Goodbye to the Distillers Building
5 Jun 2008
PoMo? A developer's plans to demolish the Distillers building by RMJM has provoked a great deal of discussion about the merits of this building which has barely come of age. Mark Chalmers visited the vacant building to find out if the HQ had stood the test of time
This is Edinburgh’s unluckiest building. It was once home to Scotland’s largest PLC: the mighty Distillers Company. Yet almost as soon as it was completed, Distillers ceased to exist. It was bought over by Guinness, and Diageo emerged from the shotgun marriage; however, the new combine’s head office stayed in Ireland. As a result, this orphaned building fulfilled little of its potential as a world headquarters.
Later in its ill-starred life, the building became the headquarters of another Scottish drinks giant, Scottish & Newcastle Breweries. In an unusual excambion deal, S & N were to move from Ellersly Road into another neglected modernist totem, the former Scottish Provident HQ in St. Andrews Square. It had been renovated, but had lain empty with a taint of ‘unlettable’ colouring it in the agents’ eyes. The move had barely happened when the beer company was swallowed up by rival brewers from the Continent. History repeated itself, and this significant building on Ellersly Road now stands empty again, little more than twenty years after it was completed.
When it opened in late 1985, Distillers’ new headquarters marked several key shifts in Scottish architecture. It began life in the offices of RMJM, five years earlier, as a concept. It was intended to take RMJM’s university and public architecture of the Sixties and Seventies into a new expression. With hindsight, academics have tagged it as post-modern, although it is a natural progression of Robert Matthew’s ‘National Movement’. Where the practice’s earlier buildings were faced in rubble and timber to create a modern vernacular, rooted in rural and small burgh prototypes, the Eighties saw this shift into a modern equivalent of the New Town’s architecture. Fittingly for a leafy Edinburgh suburb, this building has a sense of urbanity and polish.
Inside, Distillers demonstrates precise geometrical control; a clear vertical hierarchy which reflects the company’s own organising principles; carefully-proportioned spaces formed to maximise the effects of natural light, and an envelope of smooth-faced ashlar – the qualities of a Georgian townhouse, infact. Yet the biggest shift of all was the confidence to build timelessly. With bronze baluster fittings, stainless steel and oak roof trusses and marble linings to the stairs, Distillers feels solid in a way that few Modern, and virtually no contemporary buildings do. It was commissioned as an expression of one company’s corporate culture – Distillers was a deeply conservative, almost patrician organisation – and that manifested itself in the building’s planning, as much as the permanency of the finishes and detailing.

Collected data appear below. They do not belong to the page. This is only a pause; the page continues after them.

//! An in-process [`LedgerStore`].
//!
//! `MemoryLedger` keeps users, orders and withdrawals behind a single async mutex. Holding the mutex for the whole
//! of an operation gives every operation the same all-or-nothing, serialized behaviour the Postgres backend gets from
//! transactions and row locks, which makes it suitable for deterministic concurrency tests.
use std::{collections::HashMap, sync::Arc};

use async_trait::async_trait;
use chrono::Utc;
use log::*;
use tokio::sync::Mutex;

use crate::{
    db_types::{
        AccrualUpdate,
        Balance,
        NewUser,
        Order,
        OrderNumber,
        OrderStatusType,
        Points,
        UserAccount,
        UserId,
        Withdrawal,
    },
    LedgerError,
    LedgerStore,
};

#[derive(Debug, Default)]
struct LedgerState {
    users: Vec<UserAccount>,
    orders: Vec<Order>,
    withdrawals: Vec<Withdrawal>,
    order_index: HashMap<OrderNumber, usize>,
}

impl LedgerState {
    fn user(&self, user_id: UserId) -> Option<&UserAccount> {
        self.users.iter().find(|u| u.id == user_id)
    }

    fn user_mut(&mut self, user_id: UserId) -> Result<&mut UserAccount, LedgerError> {
        self.users
            .iter_mut()
            .find(|u| u.id == user_id)
            .ok_or_else(|| LedgerError::NotFound(format!("user {user_id}")))
    }
}

#[derive(Debug, Clone, Default)]
pub struct MemoryLedger {
    state: Arc<Mutex<LedgerState>>,
}

impl MemoryLedger {
    pub fn new() -> Self {
        Self::default()
    }

    /// Sets a user's balance directly. Intended for test setup.
    pub async fn set_balance(&self, user_id: UserId, balance: Points) -> Result<(), LedgerError> {
        let mut state = self.state.lock().await;
        state.user_mut(user_id)?.balance = balance;
        Ok(())
    }
}

#[async_trait]
impl LedgerStore for MemoryLedger {
    async fn create_user(&self, user: NewUser) -> Result<UserAccount, LedgerError> {
        let mut state = self.state.lock().await;
        if state.users.iter().any(|u| u.login == user.login) {
            return Err(LedgerError::LoginTaken(user.login));
        }
        let account = UserAccount {
            id: state.users.len() as i64 + 1,
            login: user.login,
            password_hash: user.password_hash,
            balance: Points::default(),
            withdrawn: Points::default(),
            created_at: Utc::now(),
        };
        state.users.push(account.clone());
        trace!("🗃️ User '{}' created with id {}", account.login, account.id);
        Ok(account)
    }

    async fn fetch_user(&self, user_id: UserId) -> Result<Option<UserAccount>, LedgerError> {
        let state = self.state.lock().await;
        Ok(state.user(user_id).cloned())
    }

    async fn fetch_user_by_login(&self, login: &str) -> Result<Option<UserAccount>, LedgerError> {
        let state = self.state.lock().await;
        Ok(state.users.iter().find(|u| u.login == login).cloned())
    }

    async fn fetch_balance(&self, user_id: UserId) -> Result<Balance, LedgerError> {
        let state = self.state.lock().await;
        state.user(user_id).map(Balance::from).ok_or_else(|| LedgerError::NotFound(format!("user {user_id}")))
    }

    async fn create_order(&self, number: &OrderNumber, user_id: UserId) -> Result<Order, LedgerError> {
        let mut state = self.state.lock().await;
        if state.user(user_id).is_none() {
            return Err(LedgerError::NotFound(format!("user {user_id}")));
        }
        if state.order_index.contains_key(number) {
            return Err(LedgerError::DuplicateOrder(number.clone()));
        }
        let order = Order {
            id: state.orders.len() as i64 + 1,
            number: number.clone(),
            user_id,
            status: OrderStatusType::New,
            accrual: None,
            uploaded_at: Utc::now(),
        };
        let idx = state.orders.len();
        state.orders.push(order.clone());
        state.order_index.insert(number.clone(), idx);
        debug!("🗃️ Order {number} saved for user {user_id} with id {}", order.id);
        Ok(order)
    }

    async fn fetch_order_by_number(&self, number: &OrderNumber) -> Result<Option<Order>, LedgerError> {
        let state = self.state.lock().await;
        Ok(state.order_index.get(number).map(|&idx| state.orders[idx].clone()))
    }

    async fn apply_accrual(&self, update: AccrualUpdate) -> Result<Order, LedgerError> {
        let mut state = self.state.lock().await;
        let idx = state
            .orders
            .iter()
            .position(|o| o.id == update.order_id)
            .ok_or_else(|| LedgerError::NotFound(format!("order id {}", update.order_id)))?;
        let order = &state.orders[idx];
        if order.user_id != update.user_id {
            return Err(LedgerError::OrderOwnerMismatch { order_id: order.id, user_id: update.user_id });
        }
        if order.status.is_terminal() {
            return Err(LedgerError::OrderAlreadySettled(order.number.clone()));
        }
        if update.status == OrderStatusType::New {
            return Err(LedgerError::IllegalStatusTransition { from: order.status, to: update.status });
        }
        let credit = update.credits_balance().then_some(update.points);
        if let Some(points) = credit {
            let user = state.user_mut(update.user_id)?;
            user.balance = user.balance.checked_add(points).ok_or_else(|| {
                LedgerError::Storage(format!("Crediting {points} to user {} overflows the balance", update.user_id))
            })?;
        }
        let order = &mut state.orders[idx];
        order.status = update.status;
        order.accrual = credit;
        Ok(order.clone())
    }

    async fn withdraw(&self, user_id: UserId, number: &OrderNumber, amount: Points) -> Result<Withdrawal, LedgerError> {
        if !amount.is_positive() {
            return Err(LedgerError::InvalidAmount(amount));
        }
        let mut state = self.state.lock().await;
        if state.order_index.contains_key(number) || state.withdrawals.iter().any(|w| w.order_number == *number) {
            return Err(LedgerError::WithdrawalNumberInUse(number.clone()));
        }
        let id = state.withdrawals.len() as i64 + 1;
        let user = state.user_mut(user_id)?;
        if user.balance < amount {
            return Err(LedgerError::InsufficientBalance { balance: user.balance, required: amount });
        }
        let withdrawn = user.withdrawn.checked_add(amount).ok_or_else(|| {
            LedgerError::Storage(format!("Withdrawing {amount} overflows the withdrawn total of user {user_id}"))
        })?;
        user.balance -= amount;
        user.withdrawn = withdrawn;
        let withdrawal =
            Withdrawal { id, user_id, order_number: number.clone(), sum: amount, processed_at: Utc::now() };
        state.withdrawals.push(withdrawal.clone());
        Ok(withdrawal)
    }

    async fn fetch_orders_for_user(&self, user_id: UserId) -> Result<Vec<Order>, LedgerError> {
        let state = self.state.lock().await;
        Ok(state.orders.iter().filter(|o| o.user_id == user_id).cloned().collect())
    }

    async fn fetch_withdrawals_for_user(&self, user_id: UserId) -> Result<Vec<Withdrawal>, LedgerError> {
        let state = self.state.lock().await;
        Ok(state.withdrawals.iter().filter(|w| w.user_id == user_id).cloned().collect())
    }

    async fn fetch_unsettled_orders(&self) -> Result<Vec<Order>, LedgerError> {
        let state = self.state.lock().await;
        Ok(state.orders.iter().filter(|o| !o.status.is_terminal()).cloned().collect())
    }

    async fn close(&self) {}
}
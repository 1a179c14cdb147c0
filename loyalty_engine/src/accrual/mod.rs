//! # Accrual authority adapter
//!
//! The accrual authority is the external service that calculates how many points a purchase order is worth. It is
//! queried with `GET <base>/api/orders/<number>` and answers with `{"order", "status", "accrual"}`.
//!
//! [`AccrualApi`] is the seam the reconciliation workers depend on. [`AccrualClient`] is the HTTP implementation. The
//! adapter knows nothing about users, balances or the ledger.
mod client;

use std::{fmt::Display, time::Duration};

use async_trait::async_trait;
pub use client::AccrualClient;
use serde::{Deserialize, Serialize};
use thiserror::Error;

use crate::db_types::{OrderNumber, Points};

#[derive(Debug, Clone, Copy, PartialEq, Eq, Serialize, Deserialize)]
#[serde(rename_all = "SCREAMING_SNAKE_CASE")]
pub enum AccrualStatus {
    /// The authority knows about the order but has not started calculating the reward.
    Registered,
    /// The calculation is in progress.
    Processing,
    /// The order will never earn points.
    Invalid,
    /// The calculation is complete and `accrual` holds the reward.
    Processed,
}

impl AccrualStatus {
    pub fn is_final(&self) -> bool {
        matches!(self, Self::Invalid | Self::Processed)
    }
}

impl Display for AccrualStatus {
    fn fmt(&self, f: &mut std::fmt::Formatter<'_>) -> std::fmt::Result {
        match self {
            AccrualStatus::Registered => write!(f, "REGISTERED"),
            AccrualStatus::Processing => write!(f, "PROCESSING"),
            AccrualStatus::Invalid => write!(f, "INVALID"),
            AccrualStatus::Processed => write!(f, "PROCESSED"),
        }
    }
}

/// A completed answer from the accrual authority.
#[derive(Debug, Clone, PartialEq, Eq, Serialize, Deserialize)]
pub struct AccrualResult {
    #[serde(rename = "order")]
    pub order_number: OrderNumber,
    pub status: AccrualStatus,
    /// The authority omits the field until the order is processed.
    #[serde(default)]
    pub accrual: Points,
}

#[derive(Debug, Clone, Error)]
pub enum AccrualError {
    #[error("The accrual authority did not answer within {0:?}")]
    Timeout(Duration),
    #[error("Could not reach the accrual authority: {0}")]
    Transport(String),
    #[error("The accrual authority responded with status {status}")]
    Authority { status: u16, retry_after: Option<Duration> },
    #[error("Could not decode the accrual authority response: {0}")]
    Decode(String),
    #[error("Could not initialize the accrual client: {0}")]
    Initialization(String),
}

#[async_trait]
pub trait AccrualApi: Send + Sync + 'static {
    /// Asks the authority for the reward of a single order. The call is abandoned with [`AccrualError::Timeout`] if
    /// it does not complete within `deadline`.
    async fn fetch_accrual(&self, number: &OrderNumber, deadline: Duration) -> Result<AccrualResult, AccrualError>;
}
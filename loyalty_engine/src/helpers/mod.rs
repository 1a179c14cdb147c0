mod luhn;

pub use luhn::{is_valid_order_number, luhn_check_digit};
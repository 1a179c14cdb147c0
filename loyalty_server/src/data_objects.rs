use std::fmt::Display;

use loyalty_engine::db_types::Points;
use serde::{Deserialize, Serialize};

#[derive(Clone, Serialize, Deserialize)]
pub struct Credentials {
    pub login: String,
    pub password: String,
}

impl Credentials {
    pub fn new<S: Into<String>>(login: S, password: S) -> Self {
        Self { login: login.into(), password: password.into() }
    }

    pub fn is_empty(&self) -> bool {
        self.login.trim().is_empty() || self.password.is_empty()
    }
}

// Keep passwords out of the logs
impl std::fmt::Debug for Credentials {
    fn fmt(&self, f: &mut std::fmt::Formatter<'_>) -> std::fmt::Result {
        f.debug_struct("Credentials").field("login", &self.login).field("password", &"****").finish()
    }
}

#[derive(Debug, Clone, Serialize, Deserialize)]
pub struct WithdrawalRequest {
    pub order: String,
    pub sum: Points,
}

#[derive(Debug, Clone, Serialize, Deserialize)]
pub struct JsonResponse {
    pub success: bool,
    pub message: String,
}

impl JsonResponse {
    pub fn success<S: Display>(message: S) -> Self {
        Self { success: true, message: message.to_string() }
    }
}
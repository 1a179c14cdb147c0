//! # Reconciliation
//!
//! Reconciliation is the act of asking the accrual authority what an order is worth and applying the answer to the
//! ledger. It happens in the background, off the request path.
//!
//! [`ReconciliationDispatcher`] runs a fixed number of workers that share a single unbounded job queue. Submitting a
//! job through a [`DispatcherHandle`] never blocks; if every worker is busy the job simply waits in the queue, so the
//! number of concurrent calls to the authority never exceeds the worker count.
//!
//! A job that finds the order still being processed by the authority is put back on the queue after a delay, up to a
//! configured number of attempts. A job that fails (network, timeout, authority or storage errors) is logged and
//! dropped.
mod dispatcher;
mod job;

pub use dispatcher::{DispatchError, DispatcherConfig, DispatcherHandle, DispatcherStats, ReconciliationDispatcher};
pub use job::{reconcile_order, ReconcileError, ReconcileJob};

The careful sequencing of internal spaces is one thing which strikes you as you walk through the empty building. Another is the level of architectural control, which sets it apart from almost any other office building in Scotland. A rigorously-applied 1.8m planning grid generates cube and double cube-proportioned offices, and the structure is accommodated within a tartan grid. As far as you can tell, the grid is uncompromised, which is a mighty achievement. The sequence extends from a reception hall with its astonishing sculpture, beyond which you are drawn by the real revelation of Distillers: its quality of light. The building pulls you upwards and outwards towards views of the Pentland Hills, past vista stops set up at the end of each corridor, and over landscaping which flows downhill in a series of terraces.
The stair towers feel unaccountably different to those of other buildings – then you realise that the internal walls, as well as the external envelope, are lined with glass. The large expanses of Pyrostop emphasise that this building is about quality, with no corners cut: and that is perhaps the only criticism, that parts are too lavish. Compared to the contemporary headquarters of Scottish Amicable at Stirling, or General Accident’s head office in Perth (both of which have been taken over by other companies, incidentally), Distillers has a more expensive palette, and at times is over-articulated, such as the exposed trusswork in the chairman’s office, which is busily engaged in resolving two conflicting geometries. However, these occasions are rare, and don’t really detract from the overall scheme, which uses a consistent vocabulary.
Historic Scotland concurred when they were consulted, noting that “the gridded towers recalled the architectural language of Charles Rennie Mackintosh. It is thus linked to a national revival in the same spirit as Alvar Aalto’s later architecture.” In fact, Patrick Hannay (reviewing the building for the AJ in early 1986), noted that its lineage is closer to that of Frank Lloyd Wright, with a powerfully horizontal, stepped section; a deep fascia with large overhanging roofs; and terraces which slide into the ground. Both heritage body and commentator agreed that buildings of this type and quality are rare in Scotland, and Distillers arguably represents the best of its kind.
On reflection, the story of the Distillers building is as much economic history as architectural heritage – the lesson here is that you must have blue chip companies owned and based within your country, otherwise no-one will commission the high profile, high value buildings which we prize. The wealth-generators are great patrons to architects, and we will miss them when they’re gone.